The Complete Guide to Investing During Retirement by Thomas Maskell
Author:Thomas Maskell
Language: eng
Format: epub
Tags: ebook, book
Publisher: Adams Media, an F+W Media
Published: 2009-07-15T00:00:00+00:00
CHAPTER 8
Taking the Measure of the Market
There is a difference between the value of a stock and its price. The value depends on the value of the company it represents. Investors can calculate the company’s value using a series of complicated financial formulas adjusted for such intangibles as potential, business attractiveness, and risk. This is the traditional approach used to value a company. The stock value is simply the company value divided by the number of shares of stock issued.
Stock prices are quite different. The price of stock is what people will pay for it. It may or may not be related to the underlying value of the company. Price goes beyond performance; it reflects human behaviors such as greed, bias, fear, and even larceny that are inherent in the market.
Market Value Versus Market Price
Wall Street doesn’t always value companies the same as Main Street. Wall Street is a community of investors who buy stocks on the various stock exchanges. Main Street is a community of entrepreneurs who buy businesses in your local community. Wall Street will often value one dollar of profit more than another; Main Street makes no such distinction. There are many reasons for this difference, the most significant being, as you discovered in Chapter 1, the stock market can be divided into three games (investing, trading, and speculating) with three different players (investors, traders, and speculators). That mix of players creates a wide range of attitudes. Before we explore how these attitudes affect stock pricing, let’s look at how the market calculates value.
Understanding Capitalization Rate
On Main Street, the value of Company A is the present value of its future earnings. Assuming there is no growth in those earnings, the calculation of present value is simply the current annual earnings divided by the capitalization rate. The capitalization rate is just another way of saying rate of return. The capitalization rate can be anything from the inflation rate to whatever the buyer wishes to earn on her investment (her expected ROR). 1 Let’s set it at 10 percent or 0.10. Thus, the overall value of a company with $100,000 in earnings is one million dollars ($100,000 ÷ 0.10). Each share of stock has a proportionate share of that total value. With 1 million shares outstanding, the value of the stock is $1 per share. However, on Main Street, the buyer is buying the entire company (all the shares), so this per-share value will have less meaning to them than Wall Street buyers who are buying just some of the shares.

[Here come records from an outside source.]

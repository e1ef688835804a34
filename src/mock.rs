//! In-memory `PageDriver` for browser-free tests

use std::cell::{Cell, RefCell};
use std::collections::VecDeque;
use std::time::Duration;

use serde_json::Value;

use crate::browser::PageDriver;
use crate::consent::{ElementKind, ElementQuery};
use crate::error::{Result, ScrapeError};
use crate::scroll::{DOCUMENT_HEIGHT_JS, SCROLL_TO_BOTTOM_JS};

pub struct MockPage {
    html: String,
    elements: Vec<(ElementKind, String)>,
    heights: RefCell<VecDeque<Value>>,
    last_height: RefCell<Value>,
    fail_navigation: bool,
    fail_maximize: bool,
    failing_click_kind: Option<ElementKind>,
    clicked: RefCell<Option<(ElementKind, String)>>,
    calls: RefCell<Vec<String>>,
    height_reads: Cell<usize>,
    scrolls: Cell<usize>,
}

impl MockPage {
    pub fn new(html: &str) -> Self {
        Self {
            html: html.to_string(),
            elements: Vec::new(),
            heights: RefCell::new(VecDeque::new()),
            last_height: RefCell::new(Value::from(0)),
            fail_navigation: false,
            fail_maximize: false,
            failing_click_kind: None,
            clicked: RefCell::new(None),
            calls: RefCell::new(Vec::new()),
            height_reads: Cell::new(0),
            scrolls: Cell::new(0),
        }
    }

    pub fn with_element(mut self, kind: ElementKind, text: &str) -> Self {
        self.elements.push((kind, text.to_string()));
        self
    }

    /// Heights returned by successive measurements; the last one repeats.
    pub fn with_heights(self, heights: &[u64]) -> Self {
        self.heights
            .borrow_mut()
            .extend(heights.iter().map(|&h| Value::from(h)));
        self
    }

    pub fn with_raw_height(self, value: Value) -> Self {
        self.heights.borrow_mut().push_back(value);
        self
    }

    pub fn failing_navigation(mut self) -> Self {
        self.fail_navigation = true;
        self
    }

    pub fn failing_maximize(mut self) -> Self {
        self.fail_maximize = true;
        self
    }

    pub fn failing_clicks_on(mut self, kind: ElementKind) -> Self {
        self.failing_click_kind = Some(kind);
        self
    }

    pub fn clicked(&self) -> Option<(ElementKind, String)> {
        self.clicked.borrow().clone()
    }

    pub fn calls(&self) -> Vec<String> {
        self.calls.borrow().clone()
    }

    pub fn height_reads(&self) -> usize {
        self.height_reads.get()
    }

    pub fn scrolls(&self) -> usize {
        self.scrolls.get()
    }

    fn record(&self, call: String) {
        self.calls.borrow_mut().push(call);
    }
}

/// What the XPath from [`ElementQuery::xpath`] selects in a real tab: same tag,
/// text containing the phrase regardless of case.
fn query_matches(query: &ElementQuery, kind: ElementKind, text: &str) -> bool {
    query.kind == kind && text.to_lowercase().contains(&query.phrase.to_lowercase())
}

impl PageDriver for MockPage {
    fn navigate(&self, url: &str) -> Result<()> {
        self.record(format!("navigate {}", url));
        if self.fail_navigation {
            return Err(ScrapeError::navigation(url, "net::ERR_NAME_NOT_RESOLVED"));
        }
        Ok(())
    }

    fn maximize(&self) -> Result<()> {
        self.record("maximize".to_string());
        if self.fail_maximize {
            return Err(ScrapeError::browser("window bounds unavailable"));
        }
        Ok(())
    }

    fn evaluate(&self, script: &str) -> Result<Value> {
        match script {
            DOCUMENT_HEIGHT_JS => {
                self.height_reads.set(self.height_reads.get() + 1);
                if let Some(next) = self.heights.borrow_mut().pop_front() {
                    *self.last_height.borrow_mut() = next;
                }
                Ok(self.last_height.borrow().clone())
            }
            SCROLL_TO_BOTTOM_JS => {
                self.scrolls.set(self.scrolls.get() + 1);
                Ok(Value::Null)
            }
            other => Err(ScrapeError::browser(format!("unexpected script: {}", other))),
        }
    }

    fn wait_for_any(&self, _xpath: &str, timeout: Duration) -> Result<()> {
        self.record("wait_for_any".to_string());
        if self.elements.is_empty() {
            return Err(ScrapeError::browser(format!(
                "The event waited for never came after {:?}",
                timeout
            )));
        }
        Ok(())
    }

    fn click_first(&self, query: &ElementQuery) -> Result<bool> {
        let hit = self
            .elements
            .iter()
            .find(|(kind, text)| query_matches(query, *kind, text));
        match hit {
            Some((kind, _)) if Some(*kind) == self.failing_click_kind => {
                Err(ScrapeError::browser("element is not clickable"))
            }
            Some((kind, text)) => {
                self.record(format!("click {}", text));
                *self.clicked.borrow_mut() = Some((*kind, text.clone()));
                Ok(true)
            }
            None => Ok(false),
        }
    }

    fn content(&self) -> Result<String> {
        self.record("content".to_string());
        Ok(self.html.clone())
    }
}

#[cfg(test)]
mod tests {
    use super::*;

    #[test]
    fn query_matching_ignores_case_but_not_kind() {
        let agree = ElementQuery {
            kind: ElementKind::Button,
            phrase: "i agree",
        };
        assert!(query_matches(&agree, ElementKind::Button, "YES, I AGREE"));
        assert!(!query_matches(&agree, ElementKind::Link, "I agree"));
        assert!(!query_matches(&agree, ElementKind::Button, "Agree"));
    }
}
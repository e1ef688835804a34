use htmd::HtmlToMarkdown;
use scraper::Html;
use tracing::warn;

const SKIPPED_TAGS: &[&str] = &["head", "script", "style", "noscript", "template"];

/// Render markup as Markdown, keeping hyperlink targets as literal `[text](url)` text.
pub fn project(markup: &str) -> String {
    let converter = HtmlToMarkdown::builder()
        .skip_tags(SKIPPED_TAGS.to_vec())
        .build();

    match converter.convert(markup) {
        Ok(markdown) => markdown,
        Err(e) => {
            warn!("Markdown conversion failed ({}), falling back to plain text", e);
            plain_text(markup)
        }
    }
}

fn plain_text(markup: &str) -> String {
    let document = Html::parse_document(markup);
    document
        .root_element()
        .text()
        .map(str::trim)
        .filter(|t| !t.is_empty())
        .collect::<Vec<_>>()
        .join("\n")
}
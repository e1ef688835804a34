use serde::{Deserialize, Serialize};
use serde_json::Value;
use std::sync::Arc;
use tracing::{info, warn};

use crate::error::{Result, ScrapeError};
use crate::llm::{strip_code_fence, ChatModel};

pub const DEFAULT_FIELDS: &[&str] = &["Name", "Title", "Sport", "Email"];

pub const USER_MESSAGE_HEADER: &str =
    "Extract the following information from the provided text:\nPage content:\n\n";

/// One extracted row: requested field name to value. Missing fields stay absent or empty.
pub type Record = serde_json::Map<String, Value>;

#[derive(Debug, Clone, Default, PartialEq, Serialize, Deserialize)]
pub struct Listings {
    pub listings: Vec<Record>,
}

/// Outcome of one extraction request. A reply that is not the expected JSON shape
/// is kept verbatim rather than retried.
#[derive(Debug, Clone, PartialEq, Serialize)]
#[serde(tag = "kind", rename_all = "snake_case")]
pub enum Extraction {
    Parsed(Listings),
    Raw { reply: String, error: String },
}

impl Extraction {
    pub fn listings(&self) -> Option<&Listings> {
        match self {
            Extraction::Parsed(listings) => Some(listings),
            Extraction::Raw { .. } => None,
        }
    }
}

/// System prompt asking for pure JSON shaped as `{"listings": [{field: value, ...}]}`.
pub fn system_message(fields: &[String], instruction: Option<&str>) -> String {
    let schema = fields
        .iter()
        .map(|field| format!("                \"{}\": \"\"", field.replace('"', "\\\"")))
        .collect::<Vec<_>>()
        .join(",\n");

    let mut message = format!(
        r#"You are an intelligent text extraction and conversion assistant. Your task is to extract structured information
from the given text and convert it into a pure JSON format. The JSON must contain only the structured data extracted
from the text, with no additional commentary, explanations, or extraneous information.
Some fields may be missing from the text or written in a foreign language; leave a field empty when you cannot find it.
Respond with pure JSON and no words before or after it, strictly following this schema:

{{
    "listings": [
        {{
{}
        }}
    ]
}}"#,
        schema
    );

    if let Some(extra) = instruction.map(str::trim).filter(|s| !s.is_empty()) {
        message.push_str("\n\nAdditional instructions from the user: ");
        message.push_str(extra);
    }
    message
}

/// Parse a model reply into listings. Anything but an object with a `listings`
/// array of objects is a [`ScrapeError::Parse`].
pub fn parse_listings(reply: &str) -> Result<Listings> {
    let value: Value = serde_json::from_str(strip_code_fence(reply))
        .map_err(|e| ScrapeError::Parse(format!("reply is not valid JSON: {}", e)))?;

    let items = value
        .get("listings")
        .and_then(Value::as_array)
        .ok_or_else(|| ScrapeError::Parse("reply has no \"listings\" array".to_string()))?;

    let listings = items
        .iter()
        .map(|item| {
            item.as_object()
                .cloned()
                .ok_or_else(|| ScrapeError::Parse(format!("listing is not an object: {}", item)))
        })
        .collect::<Result<Vec<_>>>()?;

    Ok(Listings { listings })
}

/// Sends page text to the model and turns its reply into records.
pub struct ExtractionRequestor {
    model: Arc<dyn ChatModel>,
}

impl ExtractionRequestor {
    pub fn new(model: Arc<dyn ChatModel>) -> Self {
        Self { model }
    }

    /// Network and API failures are returned as errors; a malformed reply degrades to
    /// [`Extraction::Raw`].
    pub async fn extract(
        &self,
        content: &str,
        fields: &[String],
        instruction: Option<&str>,
    ) -> Result<Extraction> {
        let system = system_message(fields, instruction);
        let user = format!("{}{}", USER_MESSAGE_HEADER, content);

        let reply = self.model.complete(&system, &user).await?;

        match parse_listings(&reply) {
            Ok(listings) => {
                info!("Extracted {} listings", listings.listings.len());
                Ok(Extraction::Parsed(listings))
            }
            Err(e) => {
                warn!("Model reply could not be parsed: {}", e);
                Ok(Extraction::Raw {
                    reply,
                    error: e.to_string(),
                })
            }
        }
    }
}
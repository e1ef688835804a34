use headless_chrome::types::Bounds;
use headless_chrome::{Browser, LaunchOptions, Tab};
use serde::Serialize;
use std::cell::Cell;
use std::ffi::OsStr;
use std::sync::Arc;
use std::time::Duration;
use tracing::{debug, info, warn};

use crate::config::BrowserConfig;
use crate::consent::{self, ElementQuery};
use crate::error::{Result, ScrapeError};
use crate::scroll;

/// Chrome flags for unattended runs. Headless mode and the viewport are set
/// through `LaunchOptions`.
const CHROME_ARGS: &[&str] = &[
    "--disable-gpu",
    "--disable-dev-shm-usage",
    "--disable-search-engine-choice-screen",
];

/// Raw markup captured once scrolling has stabilized.
#[derive(Debug, Clone, Serialize)]
pub struct PageSnapshot {
    pub url: String,
    pub html: String,
    pub captured_at: chrono::DateTime<chrono::Utc>,
}

/// The tab operations the acquisition pipeline needs from a browser.
pub trait PageDriver {
    fn navigate(&self, url: &str) -> Result<()>;
    fn maximize(&self) -> Result<()>;
    fn evaluate(&self, script: &str) -> Result<serde_json::Value>;
    /// Block until an element matching `xpath` exists or `timeout` elapses.
    fn wait_for_any(&self, xpath: &str, timeout: Duration) -> Result<()>;
    /// Click the first element matching `query`. `Ok(false)` when nothing matches.
    fn click_first(&self, query: &ElementQuery) -> Result<bool>;
    fn content(&self) -> Result<String>;
}

/// Produces one snapshot per URL. Implementations must not reuse a browser
/// session across calls.
pub trait PageSource: Send + Sync {
    fn acquire(&self, url: &str) -> Result<PageSnapshot>;
}

#[derive(Debug, Clone, Copy, PartialEq, Eq)]
pub enum SessionState {
    Created,
    Navigated,
    Closed,
}

impl SessionState {
    /// States only move forward; a session is never re-navigated once closed.
    pub fn can_advance_to(self, next: SessionState) -> bool {
        matches!(
            (self, next),
            (SessionState::Created, SessionState::Navigated)
                | (SessionState::Created, SessionState::Closed)
                | (SessionState::Navigated, SessionState::Closed)
        )
    }
}

/// One headless Chrome process bound to a single navigation.
/// Dropping the session closes the browser.
pub struct ChromeSession {
    // Field order matters: the tab goes before the browser that owns it.
    tab: Arc<Tab>,
    _browser: Browser,
    state: Cell<SessionState>,
}

impl ChromeSession {
    pub fn launch(config: &BrowserConfig) -> Result<Self> {
        let args: Vec<&OsStr> = CHROME_ARGS.iter().map(OsStr::new).collect();

        let browser = Browser::new(LaunchOptions {
            headless: config.headless,
            sandbox: config.sandbox,
            window_size: Some(config.window_size),
            path: config.chrome_path.clone(),
            idle_browser_timeout: Duration::from_secs(300),
            args,
            ..Default::default()
        })
        .map_err(|e| ScrapeError::browser(format!("Failed to launch browser: {}", e)))?;

        let tab = browser
            .new_tab()
            .map_err(|e| ScrapeError::browser(format!("Failed to create tab: {}", e)))?;

        debug!("Browser session created");
        Ok(Self {
            tab,
            _browser: browser,
            state: Cell::new(SessionState::Created),
        })
    }

    fn advance(&self, next: SessionState) {
        let current = self.state.get();
        if current.can_advance_to(next) {
            debug!("Browser session {:?} -> {:?}", current, next);
            self.state.set(next);
        } else {
            warn!("Ignoring browser session transition {:?} -> {:?}", current, next);
        }
    }
}

impl PageDriver for ChromeSession {
    fn navigate(&self, url: &str) -> Result<()> {
        self.tab
            .navigate_to(url)
            .map_err(|e| ScrapeError::navigation(url, e))?;
        self.tab
            .wait_until_navigated()
            .map_err(|e| ScrapeError::navigation(url, e))?;
        self.advance(SessionState::Navigated);
        Ok(())
    }

    fn maximize(&self) -> Result<()> {
        self.tab
            .set_bounds(Bounds::Maximized)
            .map(|_| ())
            .map_err(ScrapeError::browser)
    }

    fn evaluate(&self, script: &str) -> Result<serde_json::Value> {
        let remote = self
            .tab
            .evaluate(script, false)
            .map_err(ScrapeError::browser)?;
        Ok(remote.value.unwrap_or(serde_json::Value::Null))
    }

    fn wait_for_any(&self, xpath: &str, timeout: Duration) -> Result<()> {
        self.tab
            .wait_for_xpath_with_custom_timeout(xpath, timeout)
            .map(|_| ())
            .map_err(ScrapeError::browser)
    }

    fn click_first(&self, query: &ElementQuery) -> Result<bool> {
        let element = match self.tab.find_element_by_xpath(&query.xpath()) {
            Ok(element) => element,
            Err(_) => return Ok(false),
        };
        element.click().map_err(ScrapeError::browser)?;
        Ok(true)
    }

    fn content(&self) -> Result<String> {
        self.tab.get_content().map_err(ScrapeError::browser)
    }
}

impl Drop for ChromeSession {
    fn drop(&mut self) {
        if let Err(e) = self.tab.close(false) {
            debug!("Tab close before shutdown failed: {}", e);
        }
        self.advance(SessionState::Closed);
        info!("Browser session closed");
    }
}

/// Render `url` and return the stabilized markup.
///
/// Steps: navigate, settle, maximize, dismiss the consent banner (best effort),
/// then scroll until the document height stops growing.
pub fn acquire_page<D: PageDriver + ?Sized>(
    driver: &D,
    url: &str,
    config: &BrowserConfig,
) -> Result<PageSnapshot> {
    info!("Navigating to: {}", url);
    driver.navigate(url)?;

    std::thread::sleep(config.settle_delay);

    if let Err(e) = driver.maximize() {
        warn!("Could not maximize window: {}", e);
    }

    consent::try_dismiss(driver, config.consent_timeout);

    let html = scroll::scroll_until_stable(
        driver,
        &config.scroll_pause_secs,
        config.max_stable_attempts,
    )?;
    info!("Captured {} bytes from {}", html.len(), url);

    Ok(PageSnapshot {
        url: url.to_string(),
        html,
        captured_at: chrono::Utc::now(),
    })
}

/// Launches a fresh [`ChromeSession`] for every acquisition.
#[derive(Debug, Clone)]
pub struct ChromePageSource {
    config: BrowserConfig,
}

impl ChromePageSource {
    pub fn new(config: BrowserConfig) -> Self {
        Self { config }
    }
}

impl PageSource for ChromePageSource {
    fn acquire(&self, url: &str) -> Result<PageSnapshot> {
        let session = ChromeSession::launch(&self.config)?;
        acquire_page(&session, url, &self.config)
    }
}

In the previous calculation, the earnings were known, the growth rate was assumed, the capitalization rate was arbitrarily set at 0.10, and we solved for value. Let’s turn the equation around. Let’s assume we already know the value of the company—the price of its stock. Since we know earnings and have assumed growth to be zero, we can solve for capitalization rate. With a stock price of $2, the capitalization rate will equal 0.05 or 5 percent ($100,000 ÷ [$2 × 1,000,000 shares]).